## [Data for processing]
────
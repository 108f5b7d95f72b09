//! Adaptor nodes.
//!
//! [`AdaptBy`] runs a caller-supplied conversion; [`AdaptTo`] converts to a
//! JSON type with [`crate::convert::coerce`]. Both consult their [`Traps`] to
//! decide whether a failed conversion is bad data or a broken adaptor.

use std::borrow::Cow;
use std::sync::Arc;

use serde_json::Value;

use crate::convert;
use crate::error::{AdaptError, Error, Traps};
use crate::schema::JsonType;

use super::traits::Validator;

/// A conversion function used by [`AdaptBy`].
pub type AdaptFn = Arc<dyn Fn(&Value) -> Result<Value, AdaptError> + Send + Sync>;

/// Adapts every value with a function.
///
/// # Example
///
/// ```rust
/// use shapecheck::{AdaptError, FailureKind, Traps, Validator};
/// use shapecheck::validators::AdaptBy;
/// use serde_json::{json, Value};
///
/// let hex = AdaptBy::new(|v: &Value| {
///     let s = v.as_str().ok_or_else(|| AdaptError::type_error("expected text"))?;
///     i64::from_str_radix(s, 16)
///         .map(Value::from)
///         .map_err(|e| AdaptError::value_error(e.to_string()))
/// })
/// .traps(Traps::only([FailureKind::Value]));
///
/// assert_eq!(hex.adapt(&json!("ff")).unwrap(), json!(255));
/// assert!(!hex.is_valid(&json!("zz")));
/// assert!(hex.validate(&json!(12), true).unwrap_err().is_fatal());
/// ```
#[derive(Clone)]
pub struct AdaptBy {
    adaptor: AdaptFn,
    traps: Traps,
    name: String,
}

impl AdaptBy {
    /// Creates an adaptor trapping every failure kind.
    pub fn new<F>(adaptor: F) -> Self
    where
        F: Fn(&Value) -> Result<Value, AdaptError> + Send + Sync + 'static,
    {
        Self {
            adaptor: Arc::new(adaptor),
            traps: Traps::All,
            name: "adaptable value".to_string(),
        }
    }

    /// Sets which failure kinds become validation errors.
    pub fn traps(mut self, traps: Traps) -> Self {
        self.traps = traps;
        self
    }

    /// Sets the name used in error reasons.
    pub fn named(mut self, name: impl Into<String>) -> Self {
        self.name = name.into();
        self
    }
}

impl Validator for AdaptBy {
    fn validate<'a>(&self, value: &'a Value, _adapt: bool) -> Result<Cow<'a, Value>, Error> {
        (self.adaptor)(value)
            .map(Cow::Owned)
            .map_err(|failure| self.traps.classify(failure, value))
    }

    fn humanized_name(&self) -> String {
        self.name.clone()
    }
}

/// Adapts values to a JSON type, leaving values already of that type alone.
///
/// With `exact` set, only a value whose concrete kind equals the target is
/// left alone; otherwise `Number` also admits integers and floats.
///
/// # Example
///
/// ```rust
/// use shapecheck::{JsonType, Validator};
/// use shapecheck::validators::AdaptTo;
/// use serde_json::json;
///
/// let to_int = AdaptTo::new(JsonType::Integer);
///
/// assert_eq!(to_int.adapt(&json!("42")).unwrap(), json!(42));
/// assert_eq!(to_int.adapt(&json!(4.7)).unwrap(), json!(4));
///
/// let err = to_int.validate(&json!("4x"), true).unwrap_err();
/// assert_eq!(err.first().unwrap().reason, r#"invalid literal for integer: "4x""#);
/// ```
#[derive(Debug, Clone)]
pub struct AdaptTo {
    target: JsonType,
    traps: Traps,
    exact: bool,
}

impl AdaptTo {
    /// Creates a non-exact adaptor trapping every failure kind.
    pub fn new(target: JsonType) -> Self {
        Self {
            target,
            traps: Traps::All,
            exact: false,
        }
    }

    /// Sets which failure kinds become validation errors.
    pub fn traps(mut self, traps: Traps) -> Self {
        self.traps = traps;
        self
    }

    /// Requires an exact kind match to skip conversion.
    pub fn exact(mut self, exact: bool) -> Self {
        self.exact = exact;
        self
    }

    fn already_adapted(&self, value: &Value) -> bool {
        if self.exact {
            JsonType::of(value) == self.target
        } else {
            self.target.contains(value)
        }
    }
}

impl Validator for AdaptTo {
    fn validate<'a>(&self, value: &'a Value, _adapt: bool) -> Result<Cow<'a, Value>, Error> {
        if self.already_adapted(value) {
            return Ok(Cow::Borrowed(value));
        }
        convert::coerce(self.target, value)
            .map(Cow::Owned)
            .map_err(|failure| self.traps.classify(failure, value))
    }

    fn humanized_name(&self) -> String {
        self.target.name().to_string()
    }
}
────
## [Activity]
Transcribe each of the records verbatim.

## [Result of this exercise]
repository 108f5b7d95f72b09
//! Adaptor nodes.
//!
//! [`AdaptBy`] runs a caller-supplied conversion; [`AdaptTo`] converts to a
//! JSON type with [`crate::convert::coerce`]. Both consult their [`Traps`] to
//! decide whether a failed conversion is bad data or a broken adaptor.

use std::borrow::Cow;
use std::sync::Arc;

use serde_json::Value;

use crate::convert;
use crate::error::{AdaptError, Error, Traps};
use crate::schema::JsonType;

use super::traits::Validator;

/// A conversion function used by [`AdaptBy`].
pub type AdaptFn = Arc<dyn Fn(&Value) -> Result<Value, AdaptError> + Send + Sync>;

/// Adapts every value with a function.
///
/// # Example
///
/// ```rust
/// use shapecheck::{AdaptError, FailureKind, Traps, Validator};
/// use shapecheck::validators::AdaptBy;
/// use serde_json::{json, Value};
///
/// let hex = AdaptBy::new(|v: &Value| {
///     let s = v.as_str().ok_or_else(|| AdaptError::type_error("expected text"))?;
///     i64::from_str_radix(s, 16)
///         .map(Value::from)
///         .map_err(|e| AdaptError::value_error(e.to_string()))
/// })
/// .traps(Traps::only([FailureKind::Value]));
///
/// assert_eq!(hex.adapt(&json!("ff")).unwrap(), json!(255));
/// assert!(!hex.is_valid(&json!("zz")));
/// assert!(hex.validate(&json!(12), true).unwrap_err().is_fatal());
/// ```
#[derive(Clone)]
pub struct AdaptBy {
    adaptor: AdaptFn,
    traps: Traps,
    name: String,
}

impl AdaptBy {
    /// Creates an adaptor trapping every failure kind.
    pub fn new<F>(adaptor: F) -> Self
    where
        F: Fn(&Value) -> Result<Value, AdaptError> + Send + Sync + 'static,
    {
        Self {
            adaptor: Arc::new(adaptor),
            traps: Traps::All,
            name: "adaptable value".to_string(),
        }
    }

    /// Sets which failure kinds become validation errors.
    pub fn traps(mut self, traps: Traps) -> Self {
        self.traps = traps;
        self
    }

    /// Sets the name used in error reasons.
    pub fn named(mut self, name: impl Into<String>) -> Self {
        self.name = name.into();
        self
    }
}

impl Validator for AdaptBy {
    fn validate<'a>(&self, value: &'a Value, _adapt: bool) -> Result<Cow<'a, Value>, Error> {
        (self.adaptor)(value)
            .map(Cow::Owned)
            .map_err(|failure| self.traps.classify(failure, value))
    }

    fn humanized_name(&self) -> String {
        self.name.clone()
    }
}

/// Adapts values to a JSON type, leaving values already of that type alone.
///
/// With `exact` set, only a value whose concrete kind equals the target is
/// left alone; otherwise `Number` also admits integers and floats.
///
/// # Example
///
/// ```rust
/// use shapecheck::{JsonType, Validator};
/// use shapecheck::validators::AdaptTo;
/// use serde_json::json;
///
/// let to_int = AdaptTo::new(JsonType::Integer);
///
/// assert_eq!(to_int.adapt(&json!("42")).unwrap(), json!(42));
/// assert_eq!(to_int.adapt(&json!(4.7)).unwrap(), json!(4));
///
/// let err = to_int.validate(&json!("4x"), true).unwrap_err();
/// assert_eq!(err.first().unwrap().reason, r#"invalid literal for integer: "4x""#);
/// ```
#[derive(Debug, Clone)]
pub struct AdaptTo {
    target: JsonType,
    traps: Traps,
    exact: bool,
}

impl AdaptTo {
    /// Creates a non-exact adaptor trapping every failure kind.
    pub fn new(target: JsonType) -> Self {
        Self {
            target,
            traps: Traps::All,
            exact: false,
        }
    }

    /// Sets which failure kinds become validation errors.
    pub fn traps(mut self, traps: Traps) -> Self {
        self.traps = traps;
        self
    }

    /// Requires an exact kind match to skip conversion.
    pub fn exact(mut self, exact: bool) -> Self {
        self.exact = exact;
        self
    }

    fn already_adapted(&self, value: &Value) -> bool {
        if self.exact {
            JsonType::of(value) == self.target
        } else {
            self.target.contains(value)
        }
    }
}

impl Validator for AdaptTo {
    fn validate<'a>(&self, value: &'a Value, _adapt: bool) -> Result<Cow<'a, Value>, Error> {
        if self.already_adapted(value) {
            return Ok(Cow::Borrowed(value));
        }
        convert::coerce(self.target, value)
            .map(Cow::Owned)
            .map_err(|failure| self.traps.classify(failure, value))
    }

    fn humanized_name(&self) -> String {
        self.target.name().to_string()
    }
}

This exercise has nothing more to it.